Book II
33. Chapter XXXIII.
(continued)
It was only at an entertainment ostensibly offered to
a "foreign visitor" that Mrs. van der Luyden could
suffer the diminution of being placed on her host's left.
The fact of Madame Olenska's "foreignness" could
hardly have been more adroitly emphasised than by
this farewell tribute; and Mrs. van der Luyden accepted
her displacement with an affability which left no doubt
as to her approval. There were certain things that had
to be done, and if done at all, done handsomely and
thoroughly; and one of these, in the old New York
code, was the tribal rally around a kinswoman about
to be eliminated from the tribe.

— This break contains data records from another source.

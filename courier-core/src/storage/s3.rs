//! Amazon S3 file store

use super::{FileStore, FileStream, StorageError};
use async_trait::async_trait;
use aws_config::SdkConfig;
use aws_sdk_s3::{error::SdkError, primitives::ByteStream, Client};
use tracing::debug;

/// S3-backed [`FileStore`]
///
/// Works against AWS S3 and S3-compatible stores (LocalStack, MinIO) when a
/// custom endpoint is configured.
#[derive(Clone)]
pub struct S3FileStore {
    client: Client,
}

impl S3FileStore {
    /// Wrap an existing client
    pub fn new(client: Client) -> Self {
        Self { client }
    }

    /// Build a client from shared SDK configuration
    ///
    /// Custom endpoints rarely support virtual-hosted buckets, so path-style
    /// addressing is forced whenever one is set.
    pub fn from_sdk_config(sdk_config: &SdkConfig) -> Self {
        let force_path_style = sdk_config.endpoint_url().is_some();
        let s3_config = aws_sdk_s3::config::Builder::from(sdk_config)
            .force_path_style(force_path_style)
            .build();

        Self::new(Client::from_conf(s3_config))
    }
}

/// Map an SDK error, treating dispatch and timeout failures as network errors
fn classify<E, R>(err: SdkError<E, R>) -> StorageError
where
    E: std::error::Error + Send + Sync + 'static,
    R: std::fmt::Debug,
{
    match &err {
        SdkError::DispatchFailure(_) | SdkError::TimeoutError(_) => {
            StorageError::Network(err.to_string())
        }
        _ => StorageError::Provider(aws_sdk_s3::error::DisplayErrorContext(&err).to_string()),
    }
}

#[async_trait]
impl FileStore for S3FileStore {
    async fn stream_file(&self, name: &str, bucket: &str) -> Result<FileStream, StorageError> {
        debug!(bucket, key = name, "Fetching object");

        let output = self
            .client
            .get_object()
            .bucket(bucket)
            .key(name)
            .send()
            .await
            .map_err(|e| {
                if e.as_service_error().is_some_and(|err| err.is_no_such_key()) {
                    StorageError::NotFound(format!("{}/{}", bucket, name))
                } else {
                    classify(e)
                }
            })?;

        Ok(Box::pin(output.body.into_async_read()))
    }

    async fn store(
        &self,
        content: Vec<u8>,
        name: &str,
        bucket: &str,
    ) -> Result<String, StorageError> {
        debug!(bucket, key = name, size = content.len(), "Storing object");

        let content_type = mime_guess::from_path(name)
            .first_or_octet_stream()
            .to_string();

        self.client
            .put_object()
            .bucket(bucket)
            .key(name)
            .content_type(content_type)
            .body(ByteStream::from(content))
            .send()
            .await
            .map_err(classify)?;

        Ok(name.to_string())
    }

    async fn delete(&self, name: &str, bucket: &str) -> Result<(), StorageError> {
        debug!(bucket, key = name, "Deleting object");

        self.client
            .delete_object()
            .bucket(bucket)
            .key(name)
            .send()
            .await
            .map_err(classify)?;

        Ok(())
    }
}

There was nothing on
earth that the Wellands and Mingotts would not have
done to proclaim their unalterable affection for the
Countess Olenska now that her passage for Europe
was engaged; and Archer, at the head of his table, sat
marvelling at the silent untiring activity with which her
popularity had been retrieved, grievances against her
silenced, her past countenanced, and her present irradiated
by the family approval. Mrs. van der Luyden
shone on her with the dim benevolence which was her
nearest approach to cordiality, and Mr. van der Luyden,
from his seat at May's right, cast down the table glances
plainly intended to justify all the carnations he had sent
from Skuytercliff.
Archer, who seemed to be assisting at the scene in a
state of odd imponderability, as if he floated somewhere
between chandelier and ceiling, wondered at
nothing so much as his own share in the proceedings.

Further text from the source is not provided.